The report says, “There is no clear information on compensation entitlements, for loss of many forms of bodily injury, loss of property or principles for assessment for such losses”, adding, “No officer of the state is helping women access any of these entitlements. In many cases, loss of documents and identity papers, as well as absence of bank accounts is an enormous hurdle. One woman whose husband has been killed could not cash her compensation cheque as she did not have any identity documents – her ration card was left behind in the house when they were attacked. In another case, the survivor did not have a bank account and no means to open an account.”
Asking the the Government of India to urgently promulgate the pending communal violence Bill, as for the UP government, it wants it to “ensure immediate safety of persons and property”, It says, “The state government must ensure that that all properties of affected persons whether movable or immovable are protected, in particular, against destruction, vandalism, appropriation, occupation, waste, damage, alienation, misuse, sale or transfer by any means.”
Especially referring to the provisions these relief camps, the report says, they must, at the minimum, provide internally displaced women and girls “due privacy” including toilet and bathing facilities.
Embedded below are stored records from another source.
//! Ticketing API integration module.
//!
//! Provides the HTTP client and the records exchanged with the backend.

pub mod client;
pub mod error;
pub mod models;

pub use client::{ApiClient, TicketApi};
pub use error::ApiError;
pub use models::{BadgeTone, Company, DraftField, Ticket, TicketDraft};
There must be not less than one toilet per 40 adults and that no dry latrines must be constructed for this purpose, 24 hour security at the relief camp; nutritious food, potable drinking water, and essential medical services including antenatal and postnatal care of expectant mothers, pediatric care and emergency and rehabilitative services for the injured and referral services wherever necessary.
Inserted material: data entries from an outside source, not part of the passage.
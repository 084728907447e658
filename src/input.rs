//! Keyboard and mouse handling.
//!
//! Translates terminal events into application state changes for the
//! active screen.

use crate::api::DraftField;
use crate::app::{App, Route, Screen};
use crate::screens::form::Focus;
use crossterm::event::{KeyCode, KeyEvent, KeyModifiers, MouseButton, MouseEvent, MouseEventKind};

/// Handle a key press.
///
/// # Arguments
/// * `app` - Application state
/// * `key` - Key event (press events only)
pub fn handle_key(app: &mut App, key: KeyEvent) {
    if key.code == KeyCode::Char('c') && key.modifiers.contains(KeyModifiers::CONTROL) {
        app.quit();
        return;
    }

    match app.screen {
        Screen::Directory(_) => handle_directory_key(app, key),
        Screen::Tickets(_) => handle_tickets_key(app, key),
        Screen::NewTicket(_) => handle_form_key(app, key),
    }
}

/// Keys shared by both list screens. Returns true if handled.
fn handle_list_key(app: &mut App, key: KeyEvent) -> bool {
    match key.code {
        KeyCode::Char('q') | KeyCode::Char('Q') => app.quit(),
        KeyCode::Esc | KeyCode::Backspace => app.back(),
        KeyCode::Char('n') => app.navigate(Route::NewTicket),
        KeyCode::Char('r') => app.reload(),
        _ => return false,
    }
    true
}

fn handle_directory_key(app: &mut App, key: KeyEvent) {
    if handle_list_key(app, key) {
        return;
    }
    if key.code == KeyCode::Enter {
        app.open_selected_company();
        return;
    }

    let columns = app.directory_columns();
    if let Screen::Directory(dir) = &mut app.screen {
        match key.code {
            KeyCode::Left | KeyCode::Char('h') => dir.move_left(),
            KeyCode::Right | KeyCode::Char('l') => dir.move_right(),
            KeyCode::Up | KeyCode::Char('k') => dir.move_up(columns),
            KeyCode::Down | KeyCode::Char('j') => dir.move_down(columns),
            _ => {}
        }
    }
}

fn handle_tickets_key(app: &mut App, key: KeyEvent) {
    if handle_list_key(app, key) {
        return;
    }
    if let Screen::Tickets(list) = &mut app.screen {
        match key.code {
            KeyCode::Up | KeyCode::Char('k') => list.move_up(),
            KeyCode::Down | KeyCode::Char('j') => list.move_down(),
            _ => {}
        }
    }
}

fn handle_form_key(app: &mut App, key: KeyEvent) {
    let Screen::NewTicket(form) = &mut app.screen else {
        return;
    };

    if key.code == KeyCode::Char('s') && key.modifiers.contains(KeyModifiers::CONTROL) {
        app.submit_ticket();
        return;
    }

    match key.code {
        KeyCode::Esc => {
            if form.notification.is_some() {
                form.dismiss_notification();
            } else {
                app.back();
            }
        }
        KeyCode::Tab | KeyCode::Down => form.focus_next(),
        KeyCode::BackTab | KeyCode::Up => form.focus_prev(),
        KeyCode::Enter => {
            let focus = form.focus;
            match focus {
                Focus::Submit => app.submit_ticket(),
                Focus::Field(DraftField::Description) => form.newline(),
                Focus::Field(_) => form.focus_next(),
            }
        }
        KeyCode::Backspace => form.backspace(),
        KeyCode::Char(ch)
            if !key.modifiers.intersects(KeyModifiers::CONTROL | KeyModifiers::ALT) =>
        {
            form.input_char(ch)
        }
        _ => {}
    }
}

/// Handle mouse events (scroll and click).
///
/// # Arguments
/// * `app` - Application state
/// * `mouse` - Mouse event
///
/// # Details
/// Scrolling moves the selection on list screens; a left click on a
/// directory card opens that company's tickets.
pub fn handle_mouse(app: &mut App, mouse: MouseEvent) {
    let columns = app.directory_columns();

    if mouse.kind == MouseEventKind::Down(MouseButton::Left) {
        let hit = match &app.screen {
            Screen::Directory(dir) => dir.card_at(app.viewport, mouse.column, mouse.row),
            _ => None,
        };
        if let Some(index) = hit {
            if let Screen::Directory(dir) = &mut app.screen {
                dir.selected = index;
            }
            app.open_selected_company();
        }
        return;
    }

    match &mut app.screen {
        Screen::Directory(dir) => match mouse.kind {
            MouseEventKind::ScrollUp => dir.move_up(columns),
            MouseEventKind::ScrollDown => dir.move_down(columns),
            _ => {}
        },
        Screen::Tickets(list) => match mouse.kind {
            MouseEventKind::ScrollUp => list.move_up(),
            MouseEventKind::ScrollDown => list.move_down(),
            _ => {}
        },
        Screen::NewTicket(_) => {}
    }
}

#[cfg(test)]
mod tests {
    use super::*;
    use crate::app::tests::settle;
    use crate::screens::test_support::{MockApi, company, ticket};
    use ratatui::layout::Rect;
    use std::sync::Arc;
    use std::time::Duration;

    fn key(code: KeyCode) -> KeyEvent {
        KeyEvent::new(code, KeyModifiers::NONE)
    }

    fn ctrl(ch: char) -> KeyEvent {
        KeyEvent::new(KeyCode::Char(ch), KeyModifiers::CONTROL)
    }

    fn test_api() -> Arc<MockApi> {
        Arc::new(MockApi {
            companies: vec![
                company("1", "Acme", true),
                company("2", "Globex", false),
                company("3", "Initech", true),
            ],
            tickets: vec![ticket("10", "Printer", "open"), ticket("11", "VPN", "closed")],
            ..MockApi::default()
        })
    }

    fn type_text(app: &mut App, text: &str) {
        for ch in text.chars() {
            handle_key(app, key(KeyCode::Char(ch)));
        }
    }

    fn open_and_submit(app: &mut App) {
        handle_key(app, key(KeyCode::Char('n')));
        type_text(app, "a@b.com");
        handle_key(app, key(KeyCode::Tab));
        type_text(app, "T");
        handle_key(app, key(KeyCode::Tab));
        type_text(app, "D");
        handle_key(app, ctrl('s'));
    }

    #[tokio::test]
    async fn test_quit_keys() {
        let mut app = App::new(test_api(), Route::Directory, Duration::from_secs(5));
        handle_key(&mut app, key(KeyCode::Char('q')));
        assert!(app.should_quit());

        let mut app = App::new(test_api(), Route::NewTicket, Duration::from_secs(5));
        handle_key(&mut app, key(KeyCode::Char('q')));
        assert!(!app.should_quit());
        handle_key(&mut app, ctrl('c'));
        assert!(app.should_quit());
    }

    #[tokio::test]
    async fn test_directory_keys_open_company() {
        let api = test_api();
        let mut app = App::new(api.clone(), Route::Directory, Duration::from_secs(5));
        app.viewport = Rect::new(0, 3, 66, 20);
        settle(&mut app).await;

        handle_key(&mut app, key(KeyCode::Down));
        handle_key(&mut app, key(KeyCode::Enter));
        assert_eq!(app.route(), &Route::CompanyTickets("3".to_string()));

        settle(&mut app).await;
        handle_key(&mut app, key(KeyCode::Char('j')));
        match &app.screen {
            Screen::Tickets(list) => assert_eq!(list.selected, 1),
            _ => panic!("expected ticket list"),
        }

        handle_key(&mut app, key(KeyCode::Esc));
        assert_eq!(app.route(), &Route::Directory);

        handle_key(&mut app, key(KeyCode::Char('n')));
        assert_eq!(app.route(), &Route::NewTicket);
    }

    #[tokio::test]
    async fn test_form_typing_and_submit() {
        let api = test_api();
        let mut app = App::new(api.clone(), Route::NewTicket, Duration::from_secs(5));

        type_text(&mut app, "a@b.com");
        handle_key(&mut app, key(KeyCode::Enter));
        type_text(&mut app, "T");
        handle_key(&mut app, key(KeyCode::Tab));
        type_text(&mut app, "qD");
        handle_key(&mut app, key(KeyCode::Backspace));
        handle_key(&mut app, key(KeyCode::Backspace));
        type_text(&mut app, "D");
        handle_key(&mut app, key(KeyCode::Tab));
        handle_key(&mut app, key(KeyCode::Enter));
        settle(&mut app).await;

        let submitted = api.submitted();
        assert_eq!(submitted.len(), 1);
        assert_eq!(submitted[0].email, "a@b.com");
        assert_eq!(submitted[0].title, "T");
        assert_eq!(submitted[0].description, "D");
    }

    #[tokio::test]
    async fn test_form_ctrl_s_and_escape() {
        let api = MockApi::rejecting(reqwest::StatusCode::INTERNAL_SERVER_ERROR);
        let mut app = App::new(api.clone(), Route::Directory, Duration::from_secs(5));
        app.navigate(Route::NewTicket);

        type_text(&mut app, "a@b.com");
        handle_key(&mut app, key(KeyCode::Tab));
        type_text(&mut app, "T");
        handle_key(&mut app, key(KeyCode::Tab));
        type_text(&mut app, "D");
        handle_key(&mut app, ctrl('s'));
        settle(&mut app).await;

        // First Esc dismisses the error, second goes back
        handle_key(&mut app, key(KeyCode::Esc));
        match &app.screen {
            Screen::NewTicket(form) => {
                assert!(form.notification.is_none());
                assert_eq!(form.draft.email, "a@b.com");
            }
            _ => panic!("expected form"),
        }
        handle_key(&mut app, key(KeyCode::Esc));
        assert_eq!(app.route(), &Route::Directory);
    }

    #[tokio::test]
    async fn test_form_ignores_modified_chars() {
        let mut app = App::new(test_api(), Route::NewTicket, Duration::from_secs(5));
        handle_key(&mut app, ctrl('a'));
        handle_key(&mut app, KeyEvent::new(KeyCode::Char('b'), KeyModifiers::ALT));
        type_text(&mut app, "x");
        handle_key(&mut app, KeyEvent::new(KeyCode::Char('Y'), KeyModifiers::SHIFT));

        match &app.screen {
            Screen::NewTicket(form) => assert_eq!(form.draft.email, "xY"),
            _ => panic!("expected form"),
        }
    }

    #[tokio::test]
    async fn test_leaving_form_cancels_submission() {
        let api = MockApi::slow(Duration::from_millis(200));
        let mut app = App::new(api.clone(), Route::Directory, Duration::from_secs(5));

        open_and_submit(&mut app);
        handle_key(&mut app, key(KeyCode::Esc));
        assert_eq!(app.route(), &Route::Directory);
        open_and_submit(&mut app);

        tokio::time::sleep(Duration::from_millis(500)).await;
        assert_eq!(api.submitted().len(), 1);
    }

    #[tokio::test]
    async fn test_mouse_click_opens_card() {
        let mut app = App::new(test_api(), Route::Directory, Duration::from_secs(5));
        app.viewport = Rect::new(0, 3, 66, 20);
        settle(&mut app).await;

        let click = MouseEvent {
            kind: MouseEventKind::Down(MouseButton::Left),
            column: 40,
            row: 5,
            modifiers: KeyModifiers::NONE,
        };
        handle_mouse(&mut app, click);
        assert_eq!(app.route(), &Route::CompanyTickets("2".to_string()));
    }
}
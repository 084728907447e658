use reqwest::StatusCode;
use thiserror::Error;

/// Failure of a single API request.
#[derive(Debug, Error)]
pub enum ApiError {
    #[error("request failed: {0}")]
    Transport(#[from] reqwest::Error),
    #[error("API error ({status}) from {url}")]
    Status { status: StatusCode, url: String },
    #[error("failed to decode response: {0}")]
    Decode(String),
    #[error("invalid API url: {0}")]
    InvalidUrl(String),
}

impl ApiError {
    /// Whether the server answered with a non-success status.
    pub fn is_status(&self) -> bool {
        matches!(self, ApiError::Status { .. })
    }
}
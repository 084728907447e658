//! Screen state module.
//!
//! Each screen owns its state and the request it has in flight.

pub mod directory;
pub mod fetch;
pub mod form;
pub mod tickets;

#[cfg(test)]
pub(crate) mod test_support;

pub use directory::DirectoryScreen;
pub use fetch::FetchState;
pub use form::TicketForm;
pub use tickets::TicketListScreen;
Insisting that all possible steps should be taken to expedite the location and reunion of of the displaced families, particularly children and parents, the report says, “Restoration of all official documents of all such persons that include but are not limited to ration cards, property proofs, government cards and identities, school and college related documents, election cards at the earliest but in any case not later than three months must be the responsibility of the State Government.”
At the same time, the state government should “establish conditions and provide means to enable internally displaced persons to return to their place of ordinary residence or livelihood in safety and with dignity, protected against any threat, intimidation or attack to their life, liberty or property, It must be the duty of the State Government, to provide appropriate compensation to all affected persons, whether or not such person resides in a relief camp.”
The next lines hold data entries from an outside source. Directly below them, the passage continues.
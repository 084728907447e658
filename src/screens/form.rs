//! Ticket Creation Form state.
//!
//! Manages the draft, field focus, the pending submission and the
//! notification shown once it settles.

use crate::api::{ApiError, DraftField, TicketApi, TicketDraft};
use std::sync::Arc;
use std::time::{Duration, Instant};
use tokio::task::{JoinError, JoinHandle};

pub const SUCCESS_MESSAGE: &str = "Ticket submitted successfully!";
pub const ERROR_MESSAGE: &str = "Error submitting ticket. Please try again.";
pub const REQUIRED_MESSAGE: &str = "Please fill out this field.";

/// Focusable elements of the form, in tab order.
#[derive(Debug, Clone, Copy, PartialEq, Eq)]
pub enum Focus {
    Field(DraftField),
    Submit,
}

impl Focus {
    const ORDER: [Focus; 4] = [
        Focus::Field(DraftField::Email),
        Focus::Field(DraftField::Title),
        Focus::Field(DraftField::Description),
        Focus::Submit,
    ];

    fn position(self) -> usize {
        Self::ORDER.iter().position(|f| *f == self).unwrap_or(0)
    }

    pub fn next(self) -> Self {
        Self::ORDER[(self.position() + 1) % Self::ORDER.len()]
    }

    pub fn prev(self) -> Self {
        let len = Self::ORDER.len();
        Self::ORDER[(self.position() + len - 1) % len]
    }
}

#[derive(Debug, Clone, Copy, PartialEq, Eq)]
pub enum NotificationKind {
    Success,
    Error,
}

/// Transient message shown over the form.
#[derive(Debug, Clone, PartialEq, Eq)]
pub struct Notification {
    pub kind: NotificationKind,
    pub message: String,
    /// When set, the notification disappears at this instant
    pub expires_at: Option<Instant>,
}

impl Notification {
    pub fn is_expired(&self, now: Instant) -> bool {
        self.expires_at.is_some_and(|at| now >= at)
    }
}

/// Ticket Creation Form state.
#[derive(Debug)]
pub struct TicketForm {
    pub draft: TicketDraft,
    pub focus: Focus,
    pub notification: Option<Notification>,
    /// Required-field hint for the focused field
    pub validation: Option<String>,
    pending: Option<JoinHandle<Result<(), ApiError>>>,
    /// How long a success notification stays up
    notification_ttl: Duration,
}

impl TicketForm {
    /// Create an empty form.
    ///
    /// # Arguments
    /// * `notification_ttl` - Lifetime of the success notification
    pub fn new(notification_ttl: Duration) -> Self {
        Self {
            draft: TicketDraft::default(),
            focus: Focus::Field(DraftField::Email),
            notification: None,
            validation: None,
            pending: None,
            notification_ttl,
        }
    }

    pub fn is_submitting(&self) -> bool {
        self.pending.is_some()
    }

    pub fn focus_next(&mut self) {
        self.focus = self.focus.next();
    }

    pub fn focus_prev(&mut self) {
        self.focus = self.focus.prev();
    }

    /// Type a character into the focused field.
    pub fn input_char(&mut self, ch: char) {
        if let Focus::Field(field) = self.focus {
            self.draft.field_mut(field).push(ch);
            self.validation = None;
        }
    }

    /// Delete the last character of the focused field.
    pub fn backspace(&mut self) {
        if let Focus::Field(field) = self.focus {
            self.draft.field_mut(field).pop();
        }
    }

    /// Start a line break in the description.
    pub fn newline(&mut self) {
        if self.focus == Focus::Field(DraftField::Description) {
            self.draft.description.push('\n');
        }
    }

    pub fn dismiss_notification(&mut self) {
        self.notification = None;
    }

    /// Submit the draft.
    ///
    /// # Arguments
    /// * `api` - API used for the create request
    ///
    /// # Returns
    /// * `bool` - True if a request was started
    ///
    /// # Details
    /// Ignored while a submission is pending. A blank field focuses that
    /// field and shows the required-field hint instead of sending.
    pub fn submit(&mut self, api: Arc<dyn TicketApi>) -> bool {
        if self.is_submitting() {
            return false;
        }

        if let Some(missing) = self.draft.first_missing() {
            self.focus = Focus::Field(missing);
            self.validation = Some(REQUIRED_MESSAGE.to_string());
            return false;
        }

        self.validation = None;
        self.notification = None;
        let draft = self.draft.clone();
        tracing::debug!(email = %draft.email, title = %draft.title, "submitting ticket");
        self.pending = Some(tokio::spawn(async move { api.create_ticket(&draft).await }));
        true
    }

    /// Apply the submission result once it has finished.
    ///
    /// # Returns
    /// * `bool` - True if the pending submission settled on this call
    pub async fn poll(&mut self, now: Instant) -> bool {
        if !self.pending.as_ref().is_some_and(JoinHandle::is_finished) {
            return false;
        }
        if let Some(task) = self.pending.take() {
            let result = task.await;
            self.settle(result, now);
        }
        true
    }

    fn settle(&mut self, result: Result<Result<(), ApiError>, JoinError>, now: Instant) {
        match result {
            Ok(Ok(())) => {
                tracing::info!("ticket submitted");
                self.notification = Some(Notification {
                    kind: NotificationKind::Success,
                    message: SUCCESS_MESSAGE.to_string(),
                    expires_at: Some(now + self.notification_ttl),
                });
                self.draft.clear();
                self.focus = Focus::Field(DraftField::Email);
            }
            Ok(Err(err)) => {
                tracing::warn!(error = %err, "ticket submission failed");
                self.show_error();
            }
            Err(err) => {
                tracing::error!(error = %err, "ticket submission task aborted");
                self.show_error();
            }
        }
    }

    fn show_error(&mut self) {
        self.notification = Some(Notification {
            kind: NotificationKind::Error,
            message: ERROR_MESSAGE.to_string(),
            expires_at: None,
        });
    }

    /// Drop the notification once its time is up.
    pub fn tick(&mut self, now: Instant) {
        if self.notification.as_ref().is_some_and(|n| n.is_expired(now)) {
            self.notification = None;
        }
    }
}

impl Drop for TicketForm {
    // Leaving the form cancels a submission that has not landed yet.
    fn drop(&mut self) {
        if let Some(task) = self.pending.take() {
            task.abort();
        }
    }
}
There should be a simultaneous “assessment of compensation, in addition to ex-gratia compensation, not just for the bodily injury and loss of earnings of women, but also “moral injury”. it says, compensation should be made for the psychological injury caused to women; and cost of the actions by the authorities and police to take preventive and other actions. As for requirements for legal or expert assistance, medicine and medical services, and psychological and social services, it should be provided by the government.
Then, there should be “regular / daily visits to the camps by a team of sensitive health care providers with special emphasis on women and children.” These should include LHVs/ ANMs/ doctors/ nurses/ gynaecologists/ paediatrician/ counselors/pharmacists/ mental health professionals.